Look away. Look away. Look away.
It is that perspective that troubles me so mightily today.
It is very important today to remember how we treated Dr. King when he was among us. He was considered such a threat that the FBI conspired to defame Doctor King as sexually debauched and a Russian agent. A tremendous amount of effort was spent to discredit him; nothing was spent to protect him. When he came to Chicago, one of us hit him with a brick. He was despised with a raging hatred because white people believed he was going to lead a race war against them; regardless of how he preached non-violence, they could not imagine a situation other than dominance and repression; they could not comprehend the co-existence he dreamed of. Many of those people are alive and still voting today; the person who threw the brick could be in their 60’s or 70’s now.
The lens of African American history showed me that the path of progress is not straight; many times times progress has been made and painfully lost. After the Civil War there was a decade of reconstruction in the South during which black men could vote and hold office. Reconstruction era rights were enforced by the federal government; during this period more schools, hospitals, and roads were built in the South than at any other time. Still, whites chafed at seeing blacks in positions of authority and before long there was coup in North Carolina; blacks and whites who had been working together were killed or fled from the mob. The federal government did nothing. Reconstruction had become “Restoration” and in the restoration of white male supremacy (Local papers referred to the murderous riot as “White Men’s Day”). “Jim Crow” laws fell into place and the progress of Reconstruction was obliterated. Doctor King led a movement nearly sixty years later that restored and enshrined the progress lost after Reconstruction.

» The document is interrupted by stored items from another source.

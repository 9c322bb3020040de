//! Input file discovery
//!
//! Scans an input directory recursively for files whose name ends in
//! `.json`, including a file named just `.json`. The match is case-sensitive.
//! Paths are returned sorted so the row order of the output does not depend
//! on the filesystem's directory order.

use crate::error::{Error, Result};
use std::path::{Path, PathBuf};
use walkdir::WalkDir;

/// File name suffix of input files
pub const JSON_SUFFIX: &str = ".json";

/// Find all JSON files under `root`
pub fn discover_json_files(root: impl AsRef<Path>) -> Result<Vec<PathBuf>> {
    let root = root.as_ref();
    if !root.is_dir() {
        return Err(Error::discovery(root, "not a directory"));
    }

    let mut files = Vec::new();

    for entry in WalkDir::new(root).follow_links(true).sort_by_file_name() {
        let entry = entry.map_err(|e| Error::discovery(root, e.to_string()))?;
        if !entry.file_type().is_file() {
            continue;
        }

        if is_json_file_name(entry.file_name().to_str()) {
            files.push(entry.into_path());
        }
    }

    Ok(files)
}

/// Whether a file name ends in `.json`; a bare `.json` counts
fn is_json_file_name(name: Option<&str>) -> bool {
    name.is_some_and(|name| name.ends_with(JSON_SUFFIX))
}
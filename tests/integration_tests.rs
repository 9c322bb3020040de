//! Integration tests on real files
//!
//! Tests the full end-to-end flow: JSON files on disk → unified table → ORC/Parquet → read back

use json2tables::output::{write_table, WriterOptions};
use json2tables::table::table_to_json;
use json2tables::{
    build_table, convert, discover_json_files, read_table, ConvertConfig, ErrorKind, NullDefaults,
    OutputFormat,
};
use pretty_assertions::assert_eq;
use serde_json::json;
use std::fs;
use std::path::{Path, PathBuf};
use tempfile::TempDir;
use test_case::test_case;

fn write_file(dir: &Path, name: &str, body: &str) -> PathBuf {
    let path = dir.join(name);
    if let Some(parent) = path.parent() {
        fs::create_dir_all(parent).unwrap();
    }
    fs::write(&path, body).unwrap();
    path
}

/// File A has {id, name} and 2 rows, file B has {id, amount} and 3 rows
fn two_file_fixture(dir: &Path) -> Vec<PathBuf> {
    vec![
        write_file(
            dir,
            "a.json",
            "{\"id\": 1, \"name\": \"alice\"}\n{\"id\": 2, \"name\": \"bob\"}\n",
        ),
        write_file(
            dir,
            "b.json",
            "[{\"id\": 3, \"amount\": 1.5}, {\"id\": 4, \"amount\": 2.5}, {\"id\": 5, \"amount\": 3}]",
        ),
    ]
}

fn column_names(batch: &arrow::record_batch::RecordBatch) -> Vec<String> {
    batch
        .schema()
        .fields()
        .iter()
        .map(|f| f.name().clone())
        .collect()
}

// ============================================================================
// End-to-end conversion
// ============================================================================

#[test_case("table.orc", OutputFormat::Orc ; "orc")]
#[test_case("table.ORC", OutputFormat::Orc ; "orc mixed case")]
#[test_case("table.parquet", OutputFormat::Parquet ; "parquet")]
#[test_case("table.dat", OutputFormat::Parquet ; "unknown extension")]
fn test_convert_two_files(output_name: &str, expected_format: OutputFormat) {
    let dir = TempDir::new().unwrap();
    let inputs = two_file_fixture(dir.path());
    let output = dir.path().join(output_name);

    let report = convert(&ConvertConfig::new(inputs, &output)).unwrap();

    assert_eq!(report.files, 2);
    assert_eq!(report.output.format, expected_format);
    assert_eq!(report.output.rows, 5);
    assert_eq!(report.output.columns, 3);

    let table = read_table(&output).unwrap();
    assert_eq!(column_names(&table), vec!["id", "name", "amount"]);
    assert_eq!(table.num_rows(), 5);

    let rows = table_to_json(&table).unwrap();
    assert_eq!(
        rows,
        vec![
            json!({"id": 1, "name": "alice", "amount": 0.0}),
            json!({"id": 2, "name": "bob", "amount": 0.0}),
            json!({"id": 3, "name": "", "amount": 1.5}),
            json!({"id": 4, "name": "", "amount": 2.5}),
            json!({"id": 5, "name": "", "amount": 3.0}),
        ]
    );
}

#[test]
fn test_convert_single_file_keeps_shape() {
    let dir = TempDir::new().unwrap();
    let body: String = (0..10)
        .map(|i| {
            format!(
                "{}\n",
                json!({"id": i, "label": format!("row-{i}"), "score": f64::from(i) / 2.0, "ok": i % 2 == 0})
            )
        })
        .collect();
    let input = write_file(dir.path(), "only.json", &body);
    let output = dir.path().join("only.parquet");

    let report = convert(&ConvertConfig::new(vec![input], &output)).unwrap();
    assert_eq!(report.output.rows, 10);
    assert_eq!(report.output.columns, 4);

    let table = read_table(&output).unwrap();
    assert_eq!(table.num_rows(), 10);
    assert_eq!(column_names(&table), vec!["id", "label", "score", "ok"]);
    assert_eq!(
        table_to_json(&table).unwrap()[3],
        json!({"id": 3, "label": "row-3", "score": 1.5, "ok": false})
    );
}

#[test]
fn test_convert_custom_null_defaults() {
    let dir = TempDir::new().unwrap();
    let inputs = two_file_fixture(dir.path());
    let output = dir.path().join("table.parquet");

    let defaults = NullDefaults {
        float: -1.0,
        string: "n/a".to_string(),
        ..NullDefaults::default()
    };
    convert(&ConvertConfig::new(inputs, &output).with_null_defaults(defaults)).unwrap();

    let rows = table_to_json(&read_table(&output).unwrap()).unwrap();
    assert_eq!(rows[0]["amount"], json!(-1.0));
    assert_eq!(rows[4]["name"], json!("n/a"));
}

#[test]
fn test_convert_promotes_int_and_float() {
    let dir = TempDir::new().unwrap();
    let inputs = vec![
        write_file(dir.path(), "1.json", "{\"v\": 1}\n"),
        write_file(dir.path(), "2.json", "{\"v\": 2.5}\n"),
        write_file(dir.path(), "3.json", "{\"v\": \"x\", \"w\": null}\n"),
    ];

    let table = build_table(&ConvertConfig::new(inputs, dir.path().join("t.orc"))).unwrap();
    assert_eq!(
        table_to_json(&table).unwrap(),
        vec![
            json!({"v": "1", "w": ""}),
            json!({"v": "2.5", "w": ""}),
            json!({"v": "x", "w": ""}),
        ]
    );
}

// ============================================================================
// Failures
// ============================================================================

#[test]
fn test_convert_no_input_files() {
    let dir = TempDir::new().unwrap();
    let output = dir.path().join("table.orc");

    let err = convert(&ConvertConfig::new(vec![], &output)).unwrap_err();

    assert_eq!(err.kind(), ErrorKind::NoInputFiles);
    assert!(!output.exists());
}

#[test]
fn test_convert_parse_error_leaves_no_output() {
    let dir = TempDir::new().unwrap();
    let mut inputs = two_file_fixture(dir.path());
    inputs.push(write_file(dir.path(), "broken.json", "{\"id\": 6,"));
    let output = dir.path().join("table.parquet");

    let err = convert(&ConvertConfig::new(inputs, &output)).unwrap_err();

    assert_eq!(err.kind(), ErrorKind::Parse);
    assert!(err.to_string().contains("broken.json"));
    assert!(!output.exists());
}

#[test]
fn test_convert_schema_conflict() {
    let dir = TempDir::new().unwrap();
    let inputs = vec![
        write_file(dir.path(), "a.json", "{\"flag\": true}\n"),
        write_file(dir.path(), "b.json", "{\"flag\": 7}\n"),
    ];
    let output = dir.path().join("table.orc");

    let err = convert(&ConvertConfig::new(inputs, &output)).unwrap_err();

    assert_eq!(err.kind(), ErrorKind::SchemaConflict);
    assert!(err.to_string().contains("flag"));
    assert!(!output.exists());
}

#[test]
fn test_convert_missing_output_directory() {
    let dir = TempDir::new().unwrap();
    let inputs = two_file_fixture(dir.path());
    let output = dir.path().join("missing").join("table.orc");

    let err = convert(&ConvertConfig::new(inputs, &output)).unwrap_err();

    assert_eq!(err.kind(), ErrorKind::Write);
    assert!(!output.exists());
}

#[test]
fn test_write_replaces_existing_output() {
    let dir = TempDir::new().unwrap();
    let output = dir.path().join("table.parquet");
    fs::write(&output, b"stale").unwrap();

    let table = build_table(&ConvertConfig::new(two_file_fixture(dir.path()), &output)).unwrap();
    write_table(&output, &table, &WriterOptions::default()).unwrap();

    assert_eq!(read_table(&output).unwrap().num_rows(), 5);
}

// ============================================================================
// Discovery
// ============================================================================

#[test]
fn test_discover_and_convert_directory() {
    let dir = TempDir::new().unwrap();
    let data = dir.path().join("data");
    write_file(&data, "b.json", "{\"id\": 2}\n");
    write_file(&data, "nested/c.json", "{\"id\": 3, \"tag\": \"deep\"}\n");
    write_file(&data, "a.json", "{\"id\": 1}\n");
    write_file(&data, "notes.txt", "not json");
    write_file(&data, "upper.JSON", "{\"id\": 99}\n");

    let inputs = discover_json_files(&data).unwrap();
    assert_eq!(inputs.len(), 3);

    let output = dir.path().join("all.orc");
    let report = convert(&ConvertConfig::new(inputs, &output)).unwrap();
    assert_eq!(report.output.rows, 3);

    let table = read_table(&output).unwrap();
    let mut ids: Vec<i64> = table_to_json(&table)
        .unwrap()
        .iter()
        .map(|row| row["id"].as_i64().unwrap())
        .collect();
    ids.sort_unstable();
    assert_eq!(ids, vec![1, 2, 3]);
}

#[test]
fn test_discover_empty_directory_converts_nothing() {
    let dir = TempDir::new().unwrap();
    let inputs = discover_json_files(dir.path()).unwrap();
    assert!(inputs.is_empty());

    let err = convert(&ConvertConfig::new(inputs, dir.path().join("t.orc"))).unwrap_err();
    assert_eq!(err.kind(), ErrorKind::NoInputFiles);
}
//! Schema inference tests

use super::*;
use crate::error::ErrorKind;
use crate::types::JsonObject;
use arrow::datatypes::{DataType, Field, Schema};
use serde_json::json;
use std::path::Path;
use test_case::test_case;

fn objects(values: Vec<serde_json::Value>) -> Vec<JsonObject> {
    values
        .into_iter()
        .map(|v| v.as_object().cloned().unwrap())
        .collect()
}

fn names(schema: &Schema) -> Vec<&str> {
    schema.fields().iter().map(|f| f.name().as_str()).collect()
}

// ============================================================================
// Promotion Table
// ============================================================================

#[test_case(ColumnType::Null, ColumnType::Null, Some(ColumnType::Null))]
#[test_case(ColumnType::Null, ColumnType::Integer, Some(ColumnType::Integer))]
#[test_case(ColumnType::Null, ColumnType::Float, Some(ColumnType::Float))]
#[test_case(ColumnType::Null, ColumnType::Boolean, Some(ColumnType::Boolean))]
#[test_case(ColumnType::Null, ColumnType::String, Some(ColumnType::String))]
#[test_case(ColumnType::Integer, ColumnType::Integer, Some(ColumnType::Integer))]
#[test_case(ColumnType::Integer, ColumnType::Float, Some(ColumnType::Float))]
#[test_case(ColumnType::Integer, ColumnType::Boolean, None)]
#[test_case(ColumnType::Integer, ColumnType::String, Some(ColumnType::String))]
#[test_case(ColumnType::Float, ColumnType::Float, Some(ColumnType::Float))]
#[test_case(ColumnType::Float, ColumnType::Boolean, None)]
#[test_case(ColumnType::Float, ColumnType::String, Some(ColumnType::String))]
#[test_case(ColumnType::Boolean, ColumnType::Boolean, Some(ColumnType::Boolean))]
#[test_case(ColumnType::Boolean, ColumnType::String, Some(ColumnType::String))]
#[test_case(ColumnType::String, ColumnType::String, Some(ColumnType::String))]
fn test_promote(left: ColumnType, right: ColumnType, expected: Option<ColumnType>) {
    assert_eq!(left.promote(right), expected);
    // The table is symmetric
    assert_eq!(right.promote(left), expected);
}

#[test]
fn test_of_value() {
    assert_eq!(ColumnType::of_value(&json!(null)), ColumnType::Null);
    assert_eq!(ColumnType::of_value(&json!(true)), ColumnType::Boolean);
    assert_eq!(ColumnType::of_value(&json!(42)), ColumnType::Integer);
    assert_eq!(ColumnType::of_value(&json!(-7)), ColumnType::Integer);
    assert_eq!(ColumnType::of_value(&json!(2.5)), ColumnType::Float);
    assert_eq!(ColumnType::of_value(&json!(u64::MAX)), ColumnType::Float);
    assert_eq!(ColumnType::of_value(&json!("x")), ColumnType::String);
    assert_eq!(ColumnType::of_value(&json!([1, 2])), ColumnType::String);
    assert_eq!(ColumnType::of_value(&json!({"a": 1})), ColumnType::String);
}

#[test]
fn test_data_type_mapping() {
    for column_type in [
        ColumnType::Null,
        ColumnType::Integer,
        ColumnType::Float,
        ColumnType::Boolean,
        ColumnType::String,
    ] {
        assert_eq!(
            ColumnType::from_data_type(&column_type.data_type()),
            Some(column_type)
        );
    }
    assert_eq!(
        ColumnType::from_data_type(&DataType::Int32),
        Some(ColumnType::Integer)
    );
    assert_eq!(ColumnType::from_data_type(&DataType::Binary), None);
}

// ============================================================================
// Per-file Inference
// ============================================================================

#[test]
fn test_infer_schema_first_seen_order() {
    let records = objects(vec![
        json!({"id": 1, "name": "Alice"}),
        json!({"name": "Bob", "email": "bob@example.com", "id": 2}),
    ]);

    let schema = infer_schema(&records, Path::new("a.json")).unwrap();

    assert_eq!(names(&schema), vec!["id", "name", "email"]);
    assert!(schema.fields().iter().all(|f| f.is_nullable()));
}

#[test]
fn test_infer_schema_types() {
    let records = objects(vec![json!({
        "id": 1,
        "price": 9.99,
        "active": true,
        "name": "widget",
        "missing": null
    })]);

    let schema = infer_schema(&records, Path::new("a.json")).unwrap();

    assert_eq!(schema.field(0).data_type(), &DataType::Int64);
    assert_eq!(schema.field(1).data_type(), &DataType::Float64);
    assert_eq!(schema.field(2).data_type(), &DataType::Boolean);
    assert_eq!(schema.field(3).data_type(), &DataType::Utf8);
    assert_eq!(schema.field(4).data_type(), &DataType::Null);
}

#[test]
fn test_infer_schema_promotes_within_file() {
    let records = objects(vec![
        json!({"value": 42, "label": null}),
        json!({"value": 3.14, "label": 7}),
        json!({"label": "seven"}),
    ]);

    let schema = infer_schema(&records, Path::new("a.json")).unwrap();

    assert_eq!(schema.field(0).data_type(), &DataType::Float64);
    assert_eq!(schema.field(1).data_type(), &DataType::Utf8);
}

#[test]
fn test_infer_schema_conflict_names_column_and_file() {
    let records = objects(vec![json!({"flag": true}), json!({"flag": 1})]);

    let err = infer_schema(&records, Path::new("data/flags.json")).unwrap_err();

    assert_eq!(err.kind(), ErrorKind::SchemaConflict);
    match err {
        crate::Error::SchemaConflict {
            column,
            left,
            right,
            path,
        } => {
            assert_eq!(column, "flag");
            assert_eq!(left, "boolean");
            assert_eq!(right, "integer");
            assert_eq!(path, Path::new("data/flags.json"));
        }
        other => panic!("Expected SchemaConflict, got {other:?}"),
    }
}

#[test]
fn test_infer_schema_empty() {
    let schema = infer_schema(&[], Path::new("empty.json")).unwrap();
    assert!(schema.fields().is_empty());
}

// ============================================================================
// Schema Union
// ============================================================================

#[test]
fn test_union_schema_disjoint() {
    let left = Schema::new(vec![
        Field::new("id", DataType::Int64, true),
        Field::new("name", DataType::Utf8, true),
    ]);
    let right = Schema::new(vec![
        Field::new("id", DataType::Int64, true),
        Field::new("amount", DataType::Float64, true),
    ]);

    let merged = union_schema(&left, &right, Path::new("b.json")).unwrap();

    assert_eq!(names(&merged), vec!["id", "name", "amount"]);
    assert!(merged.fields().iter().all(|f| f.is_nullable()));
}

#[test]
fn test_union_schema_promotes() {
    let left = Schema::new(vec![Field::new("value", DataType::Int64, true)]);
    let right = Schema::new(vec![Field::new("value", DataType::Float64, true)]);

    let merged = union_schema(&left, &right, Path::new("b.json")).unwrap();
    assert_eq!(merged.field(0).data_type(), &DataType::Float64);

    let right = Schema::new(vec![Field::new("value", DataType::Utf8, true)]);
    let merged = union_schema(&left, &right, Path::new("b.json")).unwrap();
    assert_eq!(merged.field(0).data_type(), &DataType::Utf8);
}

#[test]
fn test_union_schema_conflict() {
    let left = Schema::new(vec![Field::new("flag", DataType::Boolean, true)]);
    let right = Schema::new(vec![Field::new("flag", DataType::Float64, true)]);

    let err = union_schema(&left, &right, Path::new("b.json")).unwrap_err();
    assert_eq!(err.kind(), ErrorKind::SchemaConflict);
}

#[test]
fn test_union_schema_with_empty() {
    let left = Schema::empty();
    let right = Schema::new(vec![Field::new("id", DataType::Int64, true)]);

    let merged = union_schema(&left, &right, Path::new("b.json")).unwrap();
    assert_eq!(names(&merged), vec!["id"]);
}
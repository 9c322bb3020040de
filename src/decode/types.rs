//! Decoder types and traits
//!
//! Defines the core decoder abstractions.

use crate::types::JsonObject;
use thiserror::Error;

/// How records are laid out in a source file
#[derive(Debug, Clone, Copy, PartialEq, Eq, Default)]
pub enum RecordLayout {
    /// One JSON object after another, usually one per line (default)
    #[default]
    Lines,
    /// A single top-level JSON array of objects
    Array,
}

impl RecordLayout {
    /// Detect the layout from the file content
    pub fn detect(body: &str) -> Self {
        if body.trim_start().starts_with('[') {
            RecordLayout::Array
        } else {
            RecordLayout::Lines
        }
    }
}

/// Reasons a file cannot be decoded into records
#[derive(Debug, Error)]
pub enum DecodeError {
    /// The text is not valid JSON
    #[error("invalid JSON in record {record}: {source}")]
    Syntax {
        /// 1-based index of the record being read
        record: usize,
        #[source]
        source: serde_json::Error,
    },

    /// A record is valid JSON but not an object
    #[error("record {record} is a JSON {found}, expected an object")]
    NotAnObject {
        /// 1-based index of the offending record
        record: usize,
        /// Kind of JSON value found instead
        found: &'static str,
    },
}

/// Trait for decoding a file body into records
pub trait RecordDecoder {
    /// Decode the full file body into flat records
    fn decode(&self, body: &str) -> Result<Vec<JsonObject>, DecodeError>;
}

If I’ve said it once I’ve said it a thousand times,
history doesn’t repeat, it rhymes,
then somebody told me that’s one of Twain’s lines
but he ain’t here, so now it’s mine
We are living in a moment very much like the beginning of the Restoration Era. When Newt Gingrich chortles about undoing everything Obama accomplished it is an echo of the men who enacted Jim Crow; in the eyes of those screaming about “making America great again” are reflections of segregation. There are very few people with living memory of the so-called “Tulsa Race Riot” of 1921, which was when the neighborhood of Greenwood, then the wealthiest African-American community in the country, was burned to the ground by rampaging whites. Over 300 people were killed and 35 square blocks were destroyed. It was such an effective act of terror that nobody black or white spoke of it for years. The silence was so thorough that researchers found the microfilm record of the Tulsa Tribune for that day had been tampered with; many people had recalled that it had announced a lynching of a young black man accused of rape (the evidence as presented in the news accounts was nonsense). They also recalled that the police and national guard participated on the side of the rioters. That was 94 years ago when my grandmother was a year old infant.